Effect of net operating loss. If a corporation has a net operating loss for a tax year, the limit of 80% (or 70%) of taxable income does not apply. To determine whether a corporation has a net operating loss, figure the dividends-received deduction without the 80% (or 70%) of taxable income limit.

Example 1. A corporation loses $25,000 from operations. It receives $100,000 in dividends from a 20%-owned corporation. Its taxable income is $75,000 before the deduction for dividends received. If it claims the full dividends-received deduction of $80,000 ($100,000 x 80%) and combines it with the operations loss of $25,000, it will have a net operating loss of $5,000. The 80% of taxable income limit does not apply. The corporation can deduct $80,000.

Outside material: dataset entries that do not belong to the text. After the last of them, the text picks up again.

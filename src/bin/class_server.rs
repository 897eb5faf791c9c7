use classes::{ClassServerConfig, ClassServerOptions, ReplicaAddress, Role};
use std::process;

const USAGE: &str = "Usage: class-server <host> <port> <P|S> [-debug]";

struct Args {
    address: ReplicaAddress,
    role: Role,
    debug: bool,
}

fn parse_args(args: &[String]) -> Result<Args, String> {
    if args.len() < 3 {
        return Err(format!("Wrong format. {}", USAGE));
    }

    let port = match args[1].parse::<u16>() {
        Ok(port) if port >= 1024 => port,
        _ => return Err("Wrong port format. Try a number between 1024 and 65535".to_string()),
    };

    let role = Role::from_qualifier(&args[2]).ok_or_else(|| "Wrong qualifier format. Try 'P' or 'S'".to_string())?;
    let debug = args.get(3).map(|flag| flag == "-debug").unwrap_or(false);

    Ok(Args {
        address: ReplicaAddress::new(args[0].clone(), port),
        role,
        debug,
    })
}

#[tokio::main]
async fn main() {
    let raw_args: Vec<String> = std::env::args().skip(1).collect();
    let args = match parse_args(&raw_args) {
        Ok(args) => args,
        Err(message) => {
            eprintln!("ERROR: {}", message);
            process::exit(1);
        }
    };

    let logger = classes::create_root_logger_for_stdout("ClassServer".to_string(), args.debug);
    let config = ClassServerConfig {
        address: args.address,
        role: args.role,
        naming_address: classes::default_naming_address(),
        service_name: classes::CLASS_SERVICE_NAME.to_string(),
        info_logger: logger.clone(),
        options: ClassServerOptions::default(),
    };

    let server = match classes::try_create_class_server(config).await {
        Ok(server) => server,
        Err(e) => {
            eprintln!("ERROR: {}", e);
            process::exit(1);
        }
    };

    if let Err(e) = tokio::signal::ctrl_c().await {
        slog::error!(logger, "Cannot listen for Ctrl-C: {}", e);
    }

    slog::info!(logger, "Exiting server...");
    server.shutdown().await;
}

#[cfg(test)]
mod tests {
    use super::*;

    fn args(raw: &[&str]) -> Vec<String> {
        raw.iter().map(|s| s.to_string()).collect()
    }

    #[test]
    fn parses_valid_arguments() {
        let parsed = parse_args(&args(&["localhost", "8080", "P", "-debug"])).unwrap();
        assert_eq!(parsed.address, ReplicaAddress::new("localhost", 8080));
        assert_eq!(parsed.role, Role::Primary);
        assert!(parsed.debug);

        let parsed = parse_args(&args(&["localhost", "8081", "S"])).unwrap();
        assert_eq!(parsed.role, Role::Secondary);
        assert!(!parsed.debug);
    }

    #[test]
    fn rejects_invalid_arguments() {
        assert!(parse_args(&args(&["localhost", "8080"])).is_err());
        assert!(parse_args(&args(&["localhost", "80", "P"])).is_err());
        assert!(parse_args(&args(&["localhost", "70000", "P"])).is_err());
        assert!(parse_args(&args(&["localhost", "8080", "X"])).is_err());
    }
}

Example 2. Assume the same facts as in Example 1, except that the corporation loses $15,000 from operations. Its taxable income is $85,000 before the deduction for dividends received. However, after claiming the dividends-received deduction of $80,000 ($100,000 x 80%), its taxable income is $5,000. But because the corporation will not have a net operating loss after a full dividends-received deduction, its allowable dividends-received deduction is limited to 80% of its taxable income, or $68,000 ($85,000 x 80%).

Extraordinary Dividends

If a corporation receives an extraordinary dividend on stock held 2 years or less before the dividend announcement date, it generally must reduce its basis in the stock by the nontaxed part of the dividend. The nontaxed part is any dividends-received deduction allowable for the dividends.

Extraordinary dividend. An extraordinary dividend is any dividend on stock that equals or exceeds a certain percentage of the corporation's adjusted basis in the stock. The percentages are:

  1. 5% for stock preferred as to dividends, or
  2. 10% for other stock.

Treat all dividends received that have ex-dividend dates within an 85-consecutive-day period as one dividend. Treat all dividends received that have ex-dividend dates within a 365-consecutive-day period as extraordinary dividends if the total of the dividends exceeds 20% of the corporation's adjusted basis in the stock.

Disqualified preferred stock. Any dividend on disqualified preferred stock is treated as an extraordinary dividend regardless of the period the corporation held the stock.

Disqualified preferred stock is any stock preferred as to dividends if any of the following apply.

  1. The stock when issued has a dividend rate that declines (or can reasonably be expected to decline) in the future.
  2. The issue price of the stock exceeds its liquidation rights or stated redemption price.
  3. The stock is otherwise structured to avoid the rules for extraordinary dividends and to enable corporate shareholders to reduce tax through a combination of dividends-received deductions and loss on the disposition of the stock.

These rules apply to stock issued after July 10, 1989, unless it was issued under a written binding contract in effect on that date, and thereafter, before the issuance of the stock.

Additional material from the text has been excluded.